Je n’avais jamais de ma vie assisté à une Armada. J’étais venue pour autre chose. Le nez rivé à ma table de mixage, attentive à ce que l’animation musicale du déjeuner se passe au mieux, j’étais surtout préoccupée par le réglage d’un son correct pour les chanteurs. Il fallait que le public ait envie de lever le nez de son assiette pour écouter et regarder la prestation sensée le distraire en attendant le grand show des bateaux.

Il faisait une chaleur étouffante, je ne me sentais pas très bien. Sûrement en prévision d’une éventuelle pluie, la réception avait lieu sous d’immenses tentes en plastique transparent. Cela ne faisait que renforcer la température estivale ce jour-là.

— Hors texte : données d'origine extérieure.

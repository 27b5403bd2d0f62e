//! Keyword-vote polarity for news text.
//!
//! Matching is plain substring containment on the lowercased text, not whole
//! words. Short keywords therefore also hit inside longer words ("up" in
//! "supply", "low" in "slowdown"). Callers get the same labels as before, so
//! this stays as is.

use crate::models::{Sentiment, TextSentiment};

pub const POSITIVE_KEYWORDS: [&str; 14] = [
    "surge", "rise", "jump", "gain", "profit", "growth", "record", "bull", "up", "high", "beat",
    "climb", "rally", "soar",
];

pub const NEGATIVE_KEYWORDS: [&str; 14] = [
    "crash", "fall", "drop", "loss", "down", "bear", "inflation", "crisis", "risk", "warn", "weak",
    "low", "plunge", "slump",
];

/// Score `text` and keep the keywords that voted.
///
/// Each keyword votes at most once however often it appears.
pub fn score_text(text: &str) -> TextSentiment {
    let lowered = text.to_lowercase();

    let matches = |keywords: &[&str]| -> Vec<String> {
        keywords
            .iter()
            .filter(|keyword| lowered.contains(*keyword))
            .map(|keyword| keyword.to_string())
            .collect()
    };

    let positive_matches = matches(&POSITIVE_KEYWORDS[..]);
    let negative_matches = matches(&NEGATIVE_KEYWORDS[..]);
    let score = positive_matches.len() as i32 - negative_matches.len() as i32;

    TextSentiment {
        sentiment: label_for(score),
        score,
        positive_matches,
        negative_matches,
    }
}

pub fn classify_text(text: &str) -> Sentiment {
    score_text(text).sentiment
}

fn label_for(score: i32) -> Sentiment {
    match score {
        s if s > 0 => Sentiment::Positive,
        s if s < 0 => Sentiment::Negative,
        _ => Sentiment::Neutral,
    }
}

Quand la prestation a été terminée, je rangeais péniblement câbles, enceintes, micros avec un seul objectif : en finir au plus vite pour pouvoir souffler un peu et atténuer la migraine en avalant une, deux ou trois aspirines.

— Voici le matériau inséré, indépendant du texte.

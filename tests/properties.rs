//! Property tests over generated parsers.

mod common;

use common::{grammar, ints, ARITH_PRELUDE};
use once_cell::sync::Lazy;
use proptest::prelude::*;
use sourcer::{visit, Grammar, ParserModule, Value};

const CALCULATOR: &str = r#"
    start = OperatorPrecedence(
        int | "(" >> start << ")" | ["[", start // ",", "]"],
        Prefix("-"),
        RightAssoc("^"),
        LeftAssoc("*", "/"),
        LeftAssoc("+", "-"),
    )
"#;

fn calculator(max_blocks: usize) -> ParserModule {
    Grammar::builder(&format!("{ARITH_PRELUDE}{CALCULATOR}"))
        .max_blocks(max_blocks)
        .build()
        .unwrap()
}

static NESTED: Lazy<ParserModule> = Lazy::new(|| calculator(2));
static FLAT: Lazy<ParserModule> = Lazy::new(|| calculator(20));
static BOUNDED: Lazy<ParserModule> = Lazy::new(|| grammar(r#"start = "a"{2,4}"#));
static NUMBERS: Lazy<ParserModule> = Lazy::new(|| {
    grammar(&format!(
        r#"{ARITH_PRELUDE}
        start = int // ",""#
    ))
});
static LOOKAHEAD: Lazy<ParserModule> =
    Lazy::new(|| grammar(r#"start = [Expect(/[a-z]+/), /[a-z]+/, ExpectNot(/./)]"#));

fn outcome(module: &ParserModule, input: &str) -> Result<Value, String> {
    module.parse(input).map_err(|e| e.message())
}

fn token() -> impl Strategy<Value = &'static str> {
    prop::sample::select(vec!["1", "23", "+", "-", "*", "^", "(", ")", "[", "]", ",", " "])
}

proptest! {
    #[test]
    fn test_function_splitting_does_not_change_results(tokens in prop::collection::vec(token(), 0..24)) {
        let input = tokens.concat();
        prop_assert_eq!(outcome(&NESTED, &input), outcome(&FLAT, &input));
    }

    #[test]
    fn test_repetition_bounds(n in 0usize..8) {
        let input = "a".repeat(n);
        let result = BOUNDED.parse(input.as_str());
        prop_assert_eq!(result.is_ok(), (2..=4).contains(&n));
        if let Ok(Value::List(items)) = result {
            prop_assert_eq!(items.len(), n);
        }
    }

    #[test]
    fn test_separated_numbers(values in prop::collection::vec(0i64..100_000, 1..12)) {
        let input = values.iter().map(i64::to_string).collect::<Vec<_>>().join(" , ");
        prop_assert_eq!(NUMBERS.parse(input.as_str()).unwrap(), ints(&values));
    }

    #[test]
    fn test_lookahead_does_not_consume(word in "[a-z]{1,12}") {
        let tree = LOOKAHEAD.parse(word.as_str()).unwrap();
        let items = tree.as_list().unwrap();
        prop_assert_eq!(&items[0], &items[1]);
        prop_assert_eq!(items[1].as_str(), Some(word.as_str()));
    }

    #[test]
    fn test_sum_has_one_node_per_operator(values in prop::collection::vec(0i64..50, 1..16)) {
        let input = values.iter().map(i64::to_string).collect::<Vec<_>>().join("+");
        let tree = FLAT.parse(input.as_str()).unwrap();
        prop_assert_eq!(visit(&tree).count(), values.len() - 1);
    }
}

Mais alors, l’organisateur de la réception a dit au groupe : « les invités ont beaucoup apprécié votre spectacle. Désormais, vous pouvez profiter de l’emplacement idéal pour regarder avec nous le passage des bateaux. »

Nous étions aux premières loges. Passés de prestataires à invités VIP. Et c’est alors que j’ai assisté au plus beau spectacle que je n’ai jamais vu de ma vie. Pas besoin de sono, de micros, d’éclairage. Un spectacle irréel et intemporel. Pas de musique, pas de mots, mais de la danse pure. Quelle danse ! Celle de ces navires gigantesques et de leurs marins agiles sur les mats qui nous saluaient. Quelle beauté. Tout avait disparu autour de moi : oubliée la chaleur, disparue la migraine, effacée la fatigue, évanouis les invités, invisibles la troupe et le client. Il n’y avait plus rien que les bateaux et mon émerveillement.

Je garderai un souvenir inoubliable de cet instant imprévu, où sous le ciel normand, je suis passée de la régie… à la Seine. Où j’ai vu cette féérie de câbles, autrement plus enchevêtrés que les miens, qui eux dormaient bien rangés dans le camion. Ces câbles qui reliaient le sol des bateaux à l’infini du ciel.